* [Work instructions]: The entries below hold a line with "filename src/utils/time.rs" and a line with "now.checked_add(std::time::Duration::from_millis(ms))". Return those lines and all that lie between them, exactly and only.

━━━━━━━━━━━━━━━━━━━━

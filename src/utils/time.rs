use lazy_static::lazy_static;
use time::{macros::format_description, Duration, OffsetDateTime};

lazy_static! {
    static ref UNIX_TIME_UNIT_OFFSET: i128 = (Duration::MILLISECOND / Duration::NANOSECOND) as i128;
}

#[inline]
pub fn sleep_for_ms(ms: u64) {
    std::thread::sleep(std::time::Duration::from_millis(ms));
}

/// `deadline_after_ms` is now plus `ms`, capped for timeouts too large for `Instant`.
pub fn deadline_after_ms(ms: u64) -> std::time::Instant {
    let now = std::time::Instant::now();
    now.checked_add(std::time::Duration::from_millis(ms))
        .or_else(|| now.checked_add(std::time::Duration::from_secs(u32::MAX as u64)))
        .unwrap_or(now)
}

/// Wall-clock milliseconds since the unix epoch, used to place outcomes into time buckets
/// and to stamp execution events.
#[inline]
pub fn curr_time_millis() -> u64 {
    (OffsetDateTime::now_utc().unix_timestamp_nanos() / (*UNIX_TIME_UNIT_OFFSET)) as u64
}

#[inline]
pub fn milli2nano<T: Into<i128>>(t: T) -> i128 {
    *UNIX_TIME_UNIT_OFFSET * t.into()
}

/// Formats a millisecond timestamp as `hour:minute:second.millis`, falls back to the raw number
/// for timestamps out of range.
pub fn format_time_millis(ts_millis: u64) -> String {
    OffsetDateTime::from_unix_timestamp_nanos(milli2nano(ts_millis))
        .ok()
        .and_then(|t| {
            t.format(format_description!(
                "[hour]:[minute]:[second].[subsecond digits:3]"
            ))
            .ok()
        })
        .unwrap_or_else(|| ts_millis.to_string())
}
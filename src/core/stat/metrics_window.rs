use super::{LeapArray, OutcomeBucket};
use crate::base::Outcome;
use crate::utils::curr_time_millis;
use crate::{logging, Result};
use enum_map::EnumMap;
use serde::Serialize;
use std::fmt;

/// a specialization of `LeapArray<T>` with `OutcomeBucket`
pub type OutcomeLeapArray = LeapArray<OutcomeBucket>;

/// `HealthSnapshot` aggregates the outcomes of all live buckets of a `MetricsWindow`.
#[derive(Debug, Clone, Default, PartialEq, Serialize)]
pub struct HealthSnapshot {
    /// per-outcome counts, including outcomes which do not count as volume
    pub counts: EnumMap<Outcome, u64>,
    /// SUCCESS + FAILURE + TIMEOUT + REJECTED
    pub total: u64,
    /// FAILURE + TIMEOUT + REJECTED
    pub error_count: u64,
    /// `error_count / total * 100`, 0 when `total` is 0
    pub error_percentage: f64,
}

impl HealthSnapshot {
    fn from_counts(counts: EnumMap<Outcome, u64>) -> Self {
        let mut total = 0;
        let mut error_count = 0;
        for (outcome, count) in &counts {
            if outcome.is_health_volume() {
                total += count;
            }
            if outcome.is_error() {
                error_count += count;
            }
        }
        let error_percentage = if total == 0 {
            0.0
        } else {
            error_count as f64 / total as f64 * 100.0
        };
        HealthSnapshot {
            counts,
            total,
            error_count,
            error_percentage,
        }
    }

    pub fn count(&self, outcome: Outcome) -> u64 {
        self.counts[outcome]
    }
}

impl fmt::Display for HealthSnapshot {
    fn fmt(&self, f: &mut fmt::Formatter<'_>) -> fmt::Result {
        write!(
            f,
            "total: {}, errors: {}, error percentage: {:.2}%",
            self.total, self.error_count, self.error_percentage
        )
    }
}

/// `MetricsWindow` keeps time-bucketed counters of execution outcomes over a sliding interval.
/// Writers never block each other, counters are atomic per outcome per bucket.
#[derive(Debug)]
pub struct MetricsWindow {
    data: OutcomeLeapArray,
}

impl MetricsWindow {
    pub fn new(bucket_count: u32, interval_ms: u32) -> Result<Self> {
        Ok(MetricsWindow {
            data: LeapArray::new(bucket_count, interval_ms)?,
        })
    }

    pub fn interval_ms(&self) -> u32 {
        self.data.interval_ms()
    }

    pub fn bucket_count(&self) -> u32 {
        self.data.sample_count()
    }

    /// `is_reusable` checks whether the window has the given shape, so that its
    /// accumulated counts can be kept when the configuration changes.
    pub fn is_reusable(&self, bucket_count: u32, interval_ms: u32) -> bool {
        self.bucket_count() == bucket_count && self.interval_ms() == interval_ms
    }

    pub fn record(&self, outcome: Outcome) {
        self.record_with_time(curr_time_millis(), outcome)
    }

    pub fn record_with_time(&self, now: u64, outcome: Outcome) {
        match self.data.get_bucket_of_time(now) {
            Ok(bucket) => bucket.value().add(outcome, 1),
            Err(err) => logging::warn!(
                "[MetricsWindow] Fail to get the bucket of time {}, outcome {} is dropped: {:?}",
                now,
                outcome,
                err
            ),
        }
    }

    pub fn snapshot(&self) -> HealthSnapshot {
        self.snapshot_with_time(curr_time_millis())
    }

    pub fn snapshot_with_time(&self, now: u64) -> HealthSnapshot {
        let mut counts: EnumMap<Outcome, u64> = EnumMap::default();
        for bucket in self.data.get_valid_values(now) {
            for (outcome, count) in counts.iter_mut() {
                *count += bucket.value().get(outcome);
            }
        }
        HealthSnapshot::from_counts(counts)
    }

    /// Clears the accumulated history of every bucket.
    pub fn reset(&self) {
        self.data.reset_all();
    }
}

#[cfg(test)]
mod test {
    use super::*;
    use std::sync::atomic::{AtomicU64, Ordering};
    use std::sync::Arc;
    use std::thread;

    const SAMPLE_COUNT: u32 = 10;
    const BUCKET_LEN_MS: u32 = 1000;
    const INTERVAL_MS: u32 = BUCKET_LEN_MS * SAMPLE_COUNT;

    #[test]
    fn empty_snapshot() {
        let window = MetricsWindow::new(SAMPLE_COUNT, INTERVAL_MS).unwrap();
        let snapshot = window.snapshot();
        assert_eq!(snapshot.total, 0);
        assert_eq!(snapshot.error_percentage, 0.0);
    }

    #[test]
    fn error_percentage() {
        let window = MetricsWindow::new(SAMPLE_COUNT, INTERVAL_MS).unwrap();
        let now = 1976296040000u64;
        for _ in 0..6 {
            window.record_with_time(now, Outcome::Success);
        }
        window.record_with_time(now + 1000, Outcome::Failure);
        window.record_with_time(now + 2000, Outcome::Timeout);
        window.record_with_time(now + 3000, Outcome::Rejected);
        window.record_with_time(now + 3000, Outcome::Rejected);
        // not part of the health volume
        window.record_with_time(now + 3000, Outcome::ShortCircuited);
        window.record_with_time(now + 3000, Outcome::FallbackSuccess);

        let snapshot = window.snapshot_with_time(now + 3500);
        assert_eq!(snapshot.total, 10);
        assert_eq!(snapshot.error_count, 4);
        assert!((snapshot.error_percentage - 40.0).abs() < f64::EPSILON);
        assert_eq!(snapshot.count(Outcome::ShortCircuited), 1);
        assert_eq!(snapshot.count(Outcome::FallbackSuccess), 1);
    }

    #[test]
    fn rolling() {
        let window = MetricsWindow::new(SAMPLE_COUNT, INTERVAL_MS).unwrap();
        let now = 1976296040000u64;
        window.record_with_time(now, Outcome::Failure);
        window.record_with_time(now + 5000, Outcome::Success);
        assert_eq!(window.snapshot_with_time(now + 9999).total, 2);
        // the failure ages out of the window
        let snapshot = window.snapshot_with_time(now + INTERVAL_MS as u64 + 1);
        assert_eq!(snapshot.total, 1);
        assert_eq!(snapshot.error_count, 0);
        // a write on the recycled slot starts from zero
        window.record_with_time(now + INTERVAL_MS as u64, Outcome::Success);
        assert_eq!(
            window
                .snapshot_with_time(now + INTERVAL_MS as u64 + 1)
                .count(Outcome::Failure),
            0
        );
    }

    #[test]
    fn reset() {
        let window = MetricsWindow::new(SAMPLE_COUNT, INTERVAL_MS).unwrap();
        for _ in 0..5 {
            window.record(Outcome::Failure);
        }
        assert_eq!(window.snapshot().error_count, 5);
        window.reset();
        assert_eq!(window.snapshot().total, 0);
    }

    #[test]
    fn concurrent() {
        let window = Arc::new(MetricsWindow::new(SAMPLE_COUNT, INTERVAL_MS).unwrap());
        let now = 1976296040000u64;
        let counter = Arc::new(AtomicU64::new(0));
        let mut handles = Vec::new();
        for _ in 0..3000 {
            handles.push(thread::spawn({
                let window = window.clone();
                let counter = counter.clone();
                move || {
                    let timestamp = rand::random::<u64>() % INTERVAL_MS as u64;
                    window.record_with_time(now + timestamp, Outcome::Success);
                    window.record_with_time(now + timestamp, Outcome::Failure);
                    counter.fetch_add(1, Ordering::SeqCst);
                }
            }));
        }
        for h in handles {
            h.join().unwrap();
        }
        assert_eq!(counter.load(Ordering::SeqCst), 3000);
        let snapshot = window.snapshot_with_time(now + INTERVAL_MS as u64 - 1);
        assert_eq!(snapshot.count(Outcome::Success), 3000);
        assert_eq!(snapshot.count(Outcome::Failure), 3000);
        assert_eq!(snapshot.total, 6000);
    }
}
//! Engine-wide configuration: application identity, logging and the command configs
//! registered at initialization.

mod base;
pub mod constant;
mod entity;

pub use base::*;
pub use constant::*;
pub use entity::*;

━━━━━━━━━━━━━━━━━━━━

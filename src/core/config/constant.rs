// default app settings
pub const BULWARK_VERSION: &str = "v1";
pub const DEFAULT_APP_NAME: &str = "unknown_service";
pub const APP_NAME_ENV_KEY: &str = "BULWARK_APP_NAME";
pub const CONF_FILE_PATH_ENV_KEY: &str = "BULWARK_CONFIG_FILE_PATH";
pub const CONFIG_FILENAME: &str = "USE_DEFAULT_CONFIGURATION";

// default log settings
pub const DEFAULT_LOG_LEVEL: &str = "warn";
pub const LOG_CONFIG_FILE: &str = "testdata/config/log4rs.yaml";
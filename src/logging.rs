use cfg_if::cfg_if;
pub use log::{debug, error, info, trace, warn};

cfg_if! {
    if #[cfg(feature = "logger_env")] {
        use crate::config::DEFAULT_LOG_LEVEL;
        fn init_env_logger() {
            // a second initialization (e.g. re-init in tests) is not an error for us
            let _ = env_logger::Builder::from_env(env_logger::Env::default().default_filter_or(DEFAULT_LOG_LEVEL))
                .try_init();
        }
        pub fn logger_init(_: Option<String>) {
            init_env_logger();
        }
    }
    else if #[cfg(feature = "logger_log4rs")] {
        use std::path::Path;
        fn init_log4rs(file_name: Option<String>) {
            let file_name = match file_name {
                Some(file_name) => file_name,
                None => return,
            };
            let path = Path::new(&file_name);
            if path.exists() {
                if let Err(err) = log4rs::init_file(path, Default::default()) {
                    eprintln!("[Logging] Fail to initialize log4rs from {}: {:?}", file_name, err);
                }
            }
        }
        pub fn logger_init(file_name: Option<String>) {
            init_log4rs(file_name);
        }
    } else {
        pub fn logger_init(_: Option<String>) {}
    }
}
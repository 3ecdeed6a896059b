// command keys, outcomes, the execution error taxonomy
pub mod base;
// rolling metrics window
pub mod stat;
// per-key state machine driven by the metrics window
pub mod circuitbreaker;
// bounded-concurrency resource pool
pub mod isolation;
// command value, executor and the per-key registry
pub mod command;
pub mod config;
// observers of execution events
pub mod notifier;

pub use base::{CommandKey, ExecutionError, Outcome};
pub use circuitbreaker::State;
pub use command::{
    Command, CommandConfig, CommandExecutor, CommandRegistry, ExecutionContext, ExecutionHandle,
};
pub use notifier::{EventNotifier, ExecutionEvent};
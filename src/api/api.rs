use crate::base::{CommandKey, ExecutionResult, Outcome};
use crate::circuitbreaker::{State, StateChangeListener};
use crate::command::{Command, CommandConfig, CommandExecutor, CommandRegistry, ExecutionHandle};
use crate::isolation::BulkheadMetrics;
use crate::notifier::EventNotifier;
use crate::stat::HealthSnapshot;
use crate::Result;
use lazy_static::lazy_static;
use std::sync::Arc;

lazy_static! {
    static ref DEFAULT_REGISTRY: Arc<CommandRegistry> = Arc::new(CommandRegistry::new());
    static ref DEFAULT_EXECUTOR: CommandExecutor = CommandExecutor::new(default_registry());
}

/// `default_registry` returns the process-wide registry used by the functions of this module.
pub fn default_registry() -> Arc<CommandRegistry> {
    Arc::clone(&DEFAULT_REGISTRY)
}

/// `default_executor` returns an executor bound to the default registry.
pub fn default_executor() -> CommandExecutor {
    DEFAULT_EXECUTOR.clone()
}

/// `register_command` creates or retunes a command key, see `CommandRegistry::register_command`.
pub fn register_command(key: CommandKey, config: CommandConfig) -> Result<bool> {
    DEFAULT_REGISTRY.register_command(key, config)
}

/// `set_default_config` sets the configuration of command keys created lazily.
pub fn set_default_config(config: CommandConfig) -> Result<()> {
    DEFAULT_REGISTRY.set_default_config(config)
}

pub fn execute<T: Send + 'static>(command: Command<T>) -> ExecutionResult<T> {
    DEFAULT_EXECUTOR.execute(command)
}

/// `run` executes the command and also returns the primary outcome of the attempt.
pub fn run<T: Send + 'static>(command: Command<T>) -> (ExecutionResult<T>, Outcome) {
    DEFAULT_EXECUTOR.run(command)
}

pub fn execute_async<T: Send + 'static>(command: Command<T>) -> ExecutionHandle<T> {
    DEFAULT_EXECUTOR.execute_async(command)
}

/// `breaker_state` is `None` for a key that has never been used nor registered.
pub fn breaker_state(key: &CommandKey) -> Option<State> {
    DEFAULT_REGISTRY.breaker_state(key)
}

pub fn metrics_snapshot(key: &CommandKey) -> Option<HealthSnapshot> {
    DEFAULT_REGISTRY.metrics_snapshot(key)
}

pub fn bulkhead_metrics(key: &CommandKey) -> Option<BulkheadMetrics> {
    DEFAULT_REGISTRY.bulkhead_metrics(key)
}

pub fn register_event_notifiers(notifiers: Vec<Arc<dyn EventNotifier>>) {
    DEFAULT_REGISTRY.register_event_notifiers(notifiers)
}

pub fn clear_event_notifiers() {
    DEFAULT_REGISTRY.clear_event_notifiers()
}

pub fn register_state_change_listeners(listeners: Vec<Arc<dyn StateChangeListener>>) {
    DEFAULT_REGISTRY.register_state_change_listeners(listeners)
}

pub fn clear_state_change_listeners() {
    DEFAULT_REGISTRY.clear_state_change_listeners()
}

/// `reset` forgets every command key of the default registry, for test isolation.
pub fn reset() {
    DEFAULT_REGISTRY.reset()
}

━━━━━━━━━━━━━━━━━━━━

* [Result of the exercise]:
filename src/utils/time.rs
use lazy_static::lazy_static;
use time::{macros::format_description, Duration, OffsetDateTime};

lazy_static! {
    static ref UNIX_TIME_UNIT_OFFSET: i128 = (Duration::MILLISECOND / Duration::NANOSECOND) as i128;
}

#[inline]
pub fn sleep_for_ms(ms: u64) {
    std::thread::sleep(std::time::Duration::from_millis(ms));
}

/// `deadline_after_ms` is now plus `ms`, capped for timeouts too large for `Instant`.
pub fn deadline_after_ms(ms: u64) -> std::time::Instant {
    let now = std::time::Instant::now();
    now.checked_add(std::time::Duration::from_millis(ms))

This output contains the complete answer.